Lorsque l'on se demande à quoi sert le langage, on répond
sans réfléchir qu'il sert à la communication.
Si l'on part de cette affirmation du langage comme étant essentiellement
communication, et que l'on interroge celui-ci nous répondrons alors à la question de savoir à quoi sert le langage et
serons alors en mesure de savoir si l'on peut parler pour ne rien dire.
Un langage pour communiquer :
En quel sens le langage est-il un outil de communication ? A partir du moment où il y a un état social, il faut
alors qu'il y est un moyen de mise en relation des individus, un moyen de communication.
Pour comprendre
cette idée, se référé au texte de Locke, Essai philosophique concernant l'entendement humain, III, 2, § 1, 2
trad.
Coste, Vrin, 1972.
Ainsi langage et société vont ensemble.
Quel rôle joue exactement le langage dans la communication ? Il assume le rôle de médiateur, d'un esprit qui
pense à un esprit qui écoute, comprend et répond.
Ce médiateur c'est la langue commune, qui le fournit.
Le
langage n'est pas le seul foyer d'expression de la subjectivité, puisque celle-ci rayonne aussi dans la présence
corporelle, cependant le langage devient indispensable dés l'instant où la pensée se veut communiquer dans
des idées.
La langue est ainsi là par avance pour rendre possible la communication des pensées.

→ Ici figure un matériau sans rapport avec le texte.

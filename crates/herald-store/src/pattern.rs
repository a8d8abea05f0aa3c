//! Glob-style key pattern matching.
//!
//! Invalidation patterns use the same subset Redis `SCAN MATCH`
//! understands in practice here: `*` matches any run of characters,
//! `?` matches exactly one. The in-memory store and the process-local
//! cache tier use this matcher; Redis evaluates the pattern server-side.

/// Returns `true` if `key` matches the glob `pattern`.
pub fn key_pattern_matches(pattern: &str, key: &str) -> bool {
    let p: Vec<char> = pattern.chars().collect();
    let k: Vec<char> = key.chars().collect();

    // Iterative backtracking matcher: remember the last `*` position and
    // re-expand it when a later literal fails to match.
    let (mut pi, mut ki) = (0usize, 0usize);
    let mut star: Option<(usize, usize)> = None;

    while ki < k.len() {
        if pi < p.len() && (p[pi] == '?' || p[pi] == k[ki]) {
            pi += 1;
            ki += 1;
        } else if pi < p.len() && p[pi] == '*' {
            star = Some((pi, ki));
            pi += 1;
        } else if let Some((star_pi, star_ki)) = star {
            pi = star_pi + 1;
            ki = star_ki + 1;
            star = Some((star_pi, star_ki + 1));
        } else {
            return false;
        }
    }

    while pi < p.len() && p[pi] == '*' {
        pi += 1;
    }
    pi == p.len()
}
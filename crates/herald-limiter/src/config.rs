//! Rate limiter configuration.

use serde::Deserialize;

use crate::error::LimitError;

/// Configuration for a [`RateLimiter`](crate::RateLimiter).
///
/// Supplied at construction and never mutated afterwards.
#[derive(Debug, Clone, Deserialize)]
pub struct RateLimiterConfig {
    /// Steady-state bucket capacity in tokens.
    pub capacity: f64,
    /// Refill rate in tokens per second.
    pub refill_rate: f64,
    /// Burst headroom factor; the bucket holds up to
    /// `capacity * burst_multiplier` tokens. Must be >= 1.
    #[serde(default = "default_burst_multiplier")]
    pub burst_multiplier: f64,
    /// Namespace prefix for bucket keys in the shared store.
    #[serde(default = "default_key_prefix")]
    pub key_prefix: String,
    /// Upper bound on the store call; past it the limiter fails open.
    #[serde(default = "default_store_timeout_ms")]
    pub store_timeout_ms: u64,
}

fn default_burst_multiplier() -> f64 {
    1.0
}

fn default_key_prefix() -> String {
    "ratelimit".to_string()
}

fn default_store_timeout_ms() -> u64 {
    150
}

impl Default for RateLimiterConfig {
    fn default() -> Self {
        Self {
            capacity: 100.0,
            refill_rate: 10.0,
            burst_multiplier: default_burst_multiplier(),
            key_prefix: default_key_prefix(),
            store_timeout_ms: default_store_timeout_ms(),
        }
    }
}

impl RateLimiterConfig {
    /// Validates the configuration.
    pub fn validate(&self) -> Result<(), LimitError> {
        if !(self.capacity > 0.0) {
            return Err(LimitError::invalid_config("capacity must be positive"));
        }
        if !(self.refill_rate > 0.0) {
            return Err(LimitError::invalid_config("refill_rate must be positive"));
        }
        if !(self.burst_multiplier >= 1.0) {
            return Err(LimitError::invalid_config(
                "burst_multiplier must be at least 1.0",
            ));
        }
        if self.key_prefix.is_empty() {
            return Err(LimitError::invalid_config("key_prefix must not be empty"));
        }
        Ok(())
    }
}

#[cfg(test)]
mod tests {
    use super::*;

    #[test]
    fn test_default_config_is_valid() {
        assert!(RateLimiterConfig::default().validate().is_ok());
    }

    #[test]
    fn test_rejects_bad_values() {
        let mut config = RateLimiterConfig::default();
        config.capacity = 0.0;
        assert!(config.validate().is_err());

        let mut config = RateLimiterConfig::default();
        config.refill_rate = -1.0;
        assert!(config.validate().is_err());

        let mut config = RateLimiterConfig::default();
        config.burst_multiplier = 0.5;
        assert!(config.validate().is_err());

        let mut config = RateLimiterConfig::default();
        config.key_prefix = String::new();
        assert!(config.validate().is_err());
    }
}
//! # herald-limiter
//!
//! Token bucket admission control shared across all Herald instances.
//!
//! The limiter holds no state of its own: every bucket lives in the
//! shared state store behind an
//! [`AtomicBucketStore`](herald_store::AtomicBucketStore), so any number
//! of stateless instances agree on the same admission decisions. The
//! read-refill-decrement-write sequence is indivisible at the store, and
//! a store failure fails *open* — admission control degrades to "allow"
//! rather than taking the request path down with it.
//!
//! ## Example
//!
//! ```ignore
//! use herald_limiter::{RateLimiter, RateLimiterConfig};
//! use herald_store::MemoryStateStore;
//! use std::sync::Arc;
//!
//! let limiter = RateLimiter::new(
//!     Arc::new(MemoryStateStore::new()),
//!     RateLimiterConfig {
//!         capacity: 100.0,
//!         refill_rate: 10.0,
//!         ..Default::default()
//!     },
//! )?;
//!
//! let decision = limiter.check("user:42").await;
//! if !decision.allowed {
//!     // translate into a 429 with Retry-After upstream
//! }
//! ```

mod config;
mod error;
mod limiter;

pub use config::RateLimiterConfig;
pub use error::LimitError;
pub use limiter::{RateLimitDecision, RateLimiter};
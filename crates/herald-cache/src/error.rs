//! Cache error types.

use herald_store::StoreError;

/// Boxed error type for caller-supplied loaders and persisters.
pub type BoxError = Box<dyn std::error::Error + Send + Sync>;

/// Errors surfaced by the cache layer.
///
/// Infrastructure failures (`Store`) are mostly absorbed internally —
/// a read path falls through to the loader instead of failing — while
/// `Loader` and `Persister` always propagate, since only the caller can
/// decide how to react to its own business logic failing.
#[derive(Debug, thiserror::Error)]
pub enum CacheError {
    /// The shared state store failed or timed out.
    #[error("State store failure: {0}")]
    Store(#[from] StoreError),

    /// The caller-supplied loader failed; no cache entry was written.
    #[error("Loader failed for key {key}: {source}")]
    Loader {
        key: String,
        #[source]
        source: BoxError,
    },

    /// The caller-supplied persister failed; the cache write was skipped
    /// entirely, leaving any previous entry untouched.
    #[error("Persister failed for key {key}: {source}")]
    Persister {
        key: String,
        #[source]
        source: BoxError,
    },

    /// A value could not be serialized into a cache entry.
    #[error("Cache entry encoding failed: {message}")]
    Encode { message: String },

    /// A stored cache entry could not be deserialized.
    #[error("Cache entry decoding failed: {message}")]
    Decode { message: String },

    /// The write-behind buffer is full; the set was rejected rather
    /// than growing the buffer without bound.
    #[error("Write-behind buffer is full")]
    BufferFull,

    /// A pattern or tag invalidation was interrupted part-way. The
    /// deletions already applied stay applied; the remainder is left
    /// for the next sweep.
    #[error("Invalidation interrupted after {applied} deletions: {source}")]
    InvalidationIncomplete {
        applied: usize,
        #[source]
        source: StoreError,
    },
}

impl CacheError {
    /// Creates a new `Loader` error.
    #[must_use]
    pub fn loader(key: impl Into<String>, source: impl Into<BoxError>) -> Self {
        Self::Loader {
            key: key.into(),
            source: source.into(),
        }
    }

    /// Creates a new `Persister` error.
    #[must_use]
    pub fn persister(key: impl Into<String>, source: impl Into<BoxError>) -> Self {
        Self::Persister {
            key: key.into(),
            source: source.into(),
        }
    }

    /// Creates a new `Encode` error.
    #[must_use]
    pub fn encode(message: impl Into<String>) -> Self {
        Self::Encode {
            message: message.into(),
        }
    }

    /// Creates a new `Decode` error.
    #[must_use]
    pub fn decode(message: impl Into<String>) -> Self {
        Self::Decode {
            message: message.into(),
        }
    }

    /// Returns `true` if this is an infrastructure (store) failure.
    #[must_use]
    pub fn is_store_failure(&self) -> bool {
        matches!(
            self,
            Self::Store(_) | Self::InvalidationIncomplete { .. }
        )
    }
}
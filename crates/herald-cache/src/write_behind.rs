//! Write-behind strategy: optimistic cache writes with batched
//! asynchronous persistence.
//!
//! `set` updates the cache immediately and appends the value to a
//! bounded in-memory buffer; one background task per process flushes
//! buffered writes to the persister in batches, on a fixed interval or
//! when the batch size threshold is reached, whichever comes first.
//!
//! Accepted trade-off: a crash between buffering and flush loses at
//! most one flush interval's worth of writes. A full buffer rejects new
//! `set` calls (backpressure) instead of growing without bound.

use futures_util::future::BoxFuture;
use serde::{Deserialize, Serialize, de::DeserializeOwned};
use std::sync::Arc;
use std::time::Duration;
use tokio::sync::mpsc;
use tokio::task::JoinHandle;

use herald_core::metrics;

use crate::backend::CacheStore;
use crate::entry::{CacheEntry, CacheOptions};
use crate::error::{BoxError, CacheError};

/// Batch persister invoked by the flush task.
pub type Persister<T> =
    Arc<dyn Fn(Vec<(String, T)>) -> BoxFuture<'static, Result<(), BoxError>> + Send + Sync>;

/// Write-behind tuning.
#[derive(Debug, Clone, Deserialize)]
pub struct WriteBehindConfig {
    /// Buffer capacity; a full buffer rejects new writes.
    #[serde(default = "default_buffer_capacity")]
    pub buffer_capacity: usize,
    /// Flush as soon as this many writes are pending.
    #[serde(default = "default_batch_size")]
    pub batch_size: usize,
    /// Flush whatever is pending this often.
    #[serde(default = "default_flush_interval_ms")]
    pub flush_interval_ms: u64,
}

fn default_buffer_capacity() -> usize {
    1024
}

fn default_batch_size() -> usize {
    64
}

fn default_flush_interval_ms() -> u64 {
    1_000
}

impl Default for WriteBehindConfig {
    fn default() -> Self {
        Self {
            buffer_capacity: default_buffer_capacity(),
            batch_size: default_batch_size(),
            flush_interval_ms: default_flush_interval_ms(),
        }
    }
}

/// Write-behind cache for values of type `T`.
pub struct WriteBehind<T> {
    store: CacheStore,
    tx: mpsc::Sender<(String, T)>,
    buffer_capacity: usize,
    worker: JoinHandle<()>,
}

impl<T> WriteBehind<T>
where
    T: Serialize + DeserializeOwned + Clone + Send + 'static,
{
    /// Create the strategy and start its background flush task.
    pub fn new(store: CacheStore, config: WriteBehindConfig, persister: Persister<T>) -> Self {
        let (tx, rx) = mpsc::channel(config.buffer_capacity.max(1));
        let worker = tokio::spawn(run_flush_loop(
            rx,
            persister,
            config.batch_size.max(1),
            Duration::from_millis(config.flush_interval_ms.max(1)),
        ));
        Self {
            store,
            tx,
            buffer_capacity: config.buffer_capacity.max(1),
            worker,
        }
    }

    /// Buffer `value` for persistence and update the cache optimistically.
    ///
    /// Fails with [`CacheError::BufferFull`] when the buffer is at
    /// capacity; nothing is buffered or cached in that case.
    pub async fn set(&self, key: &str, value: T, opts: &CacheOptions) -> Result<(), CacheError> {
        // Claim the buffer slot first so backpressure rejects before any
        // state changes.
        self.tx
            .try_send((key.to_string(), value.clone()))
            .map_err(|e| match e {
                mpsc::error::TrySendError::Full(_) => {
                    metrics::record_write_behind_rejected();
                    CacheError::BufferFull
                }
                mpsc::error::TrySendError::Closed(_) => {
                    CacheError::Store(herald_store::StoreError::connection(
                        "write-behind flush task stopped",
                    ))
                }
            })?;

        metrics::set_write_behind_buffer(self.buffered());

        let entry = CacheEntry::new(&value, opts)?;
        if let Err(e) = self.store.set(key, entry, opts.ttl).await {
            // The write is queued for the persister regardless; losing
            // the cache copy only costs the next reader a reload.
            tracing::warn!(key = %key, error = %e, "optimistic cache write failed");
        }
        Ok(())
    }

    /// Read a cached value, if present.
    pub async fn get(&self, key: &str) -> Result<Option<T>, CacheError> {
        match self.store.get(key).await? {
            Some(entry) => Ok(Some(entry.decode_payload()?)),
            None => Ok(None),
        }
    }

    /// Writes currently waiting in the buffer.
    pub fn buffered(&self) -> usize {
        self.buffer_capacity - self.tx.capacity()
    }

    /// Stop accepting writes, drain the buffer through the persister,
    /// and wait for the flush task to finish.
    pub async fn shutdown(self) {
        drop(self.tx);
        if let Err(e) = self.worker.await {
            tracing::error!(error = %e, "write-behind flush task panicked");
        }
    }
}

async fn run_flush_loop<T: Send + 'static>(
    mut rx: mpsc::Receiver<(String, T)>,
    persister: Persister<T>,
    batch_size: usize,
    flush_interval: Duration,
) {
    let mut batch: Vec<(String, T)> = Vec::with_capacity(batch_size);
    let mut tick = tokio::time::interval(flush_interval);
    tick.set_missed_tick_behavior(tokio::time::MissedTickBehavior::Skip);

    loop {
        tokio::select! {
            received = rx.recv() => match received {
                Some(item) => {
                    batch.push(item);
                    if batch.len() >= batch_size {
                        flush(&persister, &mut batch).await;
                    }
                }
                None => {
                    // Channel closed: drain the remainder and stop.
                    while let Ok(item) = rx.try_recv() {
                        batch.push(item);
                    }
                    flush(&persister, &mut batch).await;
                    break;
                }
            },
            _ = tick.tick() => {
                flush(&persister, &mut batch).await;
            }
        }
    }
}

async fn flush<T>(persister: &Persister<T>, batch: &mut Vec<(String, T)>) {
    if batch.is_empty() {
        return;
    }
    let items = std::mem::take(batch);
    let count = items.len();
    match persister(items).await {
        Ok(()) => {
            metrics::record_write_behind_flush(count);
            tracing::debug!(count, "write-behind batch flushed");
        }
        Err(e) => {
            // The cache copies stay valid; only the source-of-truth write
            // is lost, which the crash-loss trade-off already covers.
            tracing::error!(count, error = %e, "write-behind flush failed, dropping batch");
        }
    }
}
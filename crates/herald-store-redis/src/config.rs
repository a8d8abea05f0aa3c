//! Redis connection configuration.

use serde::Deserialize;

/// Configuration for the Redis-backed state store.
///
/// Supplied at construction and never mutated afterwards.
#[derive(Debug, Clone, Deserialize)]
pub struct RedisConfig {
    /// Connection URL, e.g. `redis://127.0.0.1:6379`.
    pub url: String,
    /// Maximum pooled connections.
    #[serde(default = "default_pool_size")]
    pub pool_size: usize,
    /// Bounded timeout applied to every store call, in milliseconds.
    ///
    /// The admission-control path must never block callers longer than
    /// this; 50-200 ms is the sensible range for a low-latency store.
    #[serde(default = "default_timeout_ms")]
    pub timeout_ms: u64,
}

fn default_pool_size() -> usize {
    16
}

fn default_timeout_ms() -> u64 {
    150
}

impl Default for RedisConfig {
    fn default() -> Self {
        Self {
            url: "redis://127.0.0.1:6379".to_string(),
            pool_size: default_pool_size(),
            timeout_ms: default_timeout_ms(),
        }
    }
}

#[cfg(test)]
mod tests {
    use super::*;

    #[test]
    fn test_defaults_from_partial_config() {
        let config: RedisConfig =
            serde_json::from_str(r#"{"url": "redis://cache:6379"}"#).unwrap();
        assert_eq!(config.url, "redis://cache:6379");
        assert_eq!(config.pool_size, 16);
        assert_eq!(config.timeout_ms, 150);
    }
}
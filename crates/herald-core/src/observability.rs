//! Tracing setup for processes embedding the Herald core.

use tracing_subscriber::{EnvFilter, fmt, prelude::*};

/// Install the global tracing subscriber.
///
/// `RUST_LOG` wins when set; otherwise `fallback` is used as the filter
/// directive (`"info"`, `"herald_cache=debug"`, ...). Safe to call more
/// than once; only the first call installs anything.
pub fn init_tracing(fallback: &str) {
    let filter =
        EnvFilter::try_from_default_env().unwrap_or_else(|_| EnvFilter::new(fallback));
    let _ = tracing_subscriber::registry()
        .with(filter)
        .with(fmt::layer())
        .try_init();
}

#[cfg(test)]
mod tests {
    use super::*;

    #[test]
    fn test_init_is_idempotent() {
        init_tracing("info");
        init_tracing("debug");
        tracing::debug!("still alive after double init");
    }
}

La communication peut aussi subir l'effet de nivellement propre à ce qui est mis en commun.
La communication
tend ainsi à simplifier les complexités, à vulgariser à outrance...c'est un reproche courant que l'on fait aux
moyens modernes de communication que de ramener trop souvent l'essentiel à de la banalité ou à de
l'élémentaire.
Michel Henry disait que les médias corrompent tout ce qu'ils touchent.
Ce qui est grand, beau,
élevé, du seul fait d'être mis sur une scène de télévision, peut très vite sombrer dans le banal, l'insignifiant.
Mais de nouveaux moyens de communication ne changent pas l'essence de la communication, ni ce qui est
communiqué.
Le média seul change.
On peut dire des banalités et des sottises dans des conversations
courantes autant que sur Internet.
Le langage reste là.
Il continue d'être un médiateur essentiel, et un
médiateur ambivalent.
Ce qui a été modifié avec l'apparition des nouveaux médias, c'est la multiplication
exponentielle des mises en relation.
Un langage pour dominer :
Puisqu'il a pour fonction essentielle l'expression de la pensée et la communication entre les hommes, il est clair que
le langage joue un rôle éminent dans les phénomènes de pouvoir.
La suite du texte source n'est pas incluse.